● Exercise goal
The output should match the data below line for line.
________
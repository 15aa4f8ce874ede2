//! Error types raised by the Planhat client.

use thiserror::Error;

/// Convenience alias used throughout the crate.
pub type Result<T> = std::result::Result<T, PlanhatError>;

/// All errors surfaced by this crate.
///
/// HTTP-shaped variants carry the server status code and the server's
/// message text so callers (and retrying wrappers) can inspect both.
#[derive(Debug, Error)]
pub enum PlanhatError {
  /// Missing credentials or object-kind metadata. Raised before any
  /// network call is attempted.
  #[error("configuration error: {0}")]
  Config(String),

  /// The server rejected the credentials (401/403).
  #[error("authentication failed ({status}): {message}")]
  AuthFailed { status: u16, message: String },

  /// Server-signaled throttling (429). Distinguished from generic server
  /// errors so a retrying caller can treat it specially.
  #[error("rate limit reached ({status}): {message}")]
  RateLimited { status: u16, message: String },

  /// No matching record(s), either a server 404 or an empty result where
  /// at least one record was required.
  #[error("{0}")]
  NotFound(String),

  /// The server returned a 5xx error.
  #[error("server error ({status}): {message}")]
  Server { status: u16, message: String },

  /// Any other 4xx response.
  #[error("bad request ({status}): {message}")]
  BadRequest { status: u16, message: String },

  /// A heterogeneous collection, or a kind used where another kind (or a
  /// capability the kind lacks) was required.
  #[error("kind mismatch: {0}")]
  TypeMismatch(String),

  /// A URL path or model type-tag matched no known object kind.
  #[error("unable to resolve object kind: {0}")]
  Resolution(String),

  /// A field value or request body that cannot be encoded as JSON
  /// (for example a NaN or infinite float).
  #[error("invalid payload: {0}")]
  InvalidPayload(String),

  /// Connection-level failure from the HTTP client.
  #[error("transport error: {0}")]
  Transport(#[from] reqwest::Error),
}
________
● Answer box
repository 15aa4f8ce874ede2
//! Error types raised by the Planhat client.

use thiserror::Error;

/// Convenience alias used throughout the crate.
pub type Result<T> = std::result::Result<T, PlanhatError>;

/// All errors surfaced by this crate.
///
/// HTTP-shaped variants carry the server status code and the server's
/// message text so callers (and retrying wrappers) can inspect both.
#[derive(Debug, Error)]
pub enum PlanhatError {
  /// Missing credentials or object-kind metadata. Raised before any
  /// network call is attempted.
  #[error("configuration error: {0}")]
  Config(String),

  /// The server rejected the credentials (401/403).
  #[error("authentication failed ({status}): {message}")]
  AuthFailed { status: u16, message: String },

  /// Server-signaled throttling (429). Distinguished from generic server
  /// errors so a retrying caller can treat it specially.
  #[error("rate limit reached ({status}): {message}")]
  RateLimited { status: u16, message: String },

  /// No matching record(s), either a server 404 or an empty result where
  /// at least one record was required.
  #[error("{0}")]
  NotFound(String),

  /// The server returned a 5xx error.
  #[error("server error ({status}): {message}")]
  Server { status: u16, message: String },

  /// Any other 4xx response.
  #[error("bad request ({status}): {message}")]
  BadRequest { status: u16, message: String },

  /// A heterogeneous collection, or a kind used where another kind (or a
  /// capability the kind lacks) was required.
  #[error("kind mismatch: {0}")]
  TypeMismatch(String),

  /// A URL path or model type-tag matched no known object kind.
  #[error("unable to resolve object kind: {0}")]
  Resolution(String),

  /// A field value or request body that cannot be encoded as JSON
  /// (for example a NaN or infinite float).
  #[error("invalid payload: {0}")]
  InvalidPayload(String),

  /// Connection-level failure from the HTTP client.
  #[error("transport error: {0}")]
  Transport(#[from] reqwest::Error),
}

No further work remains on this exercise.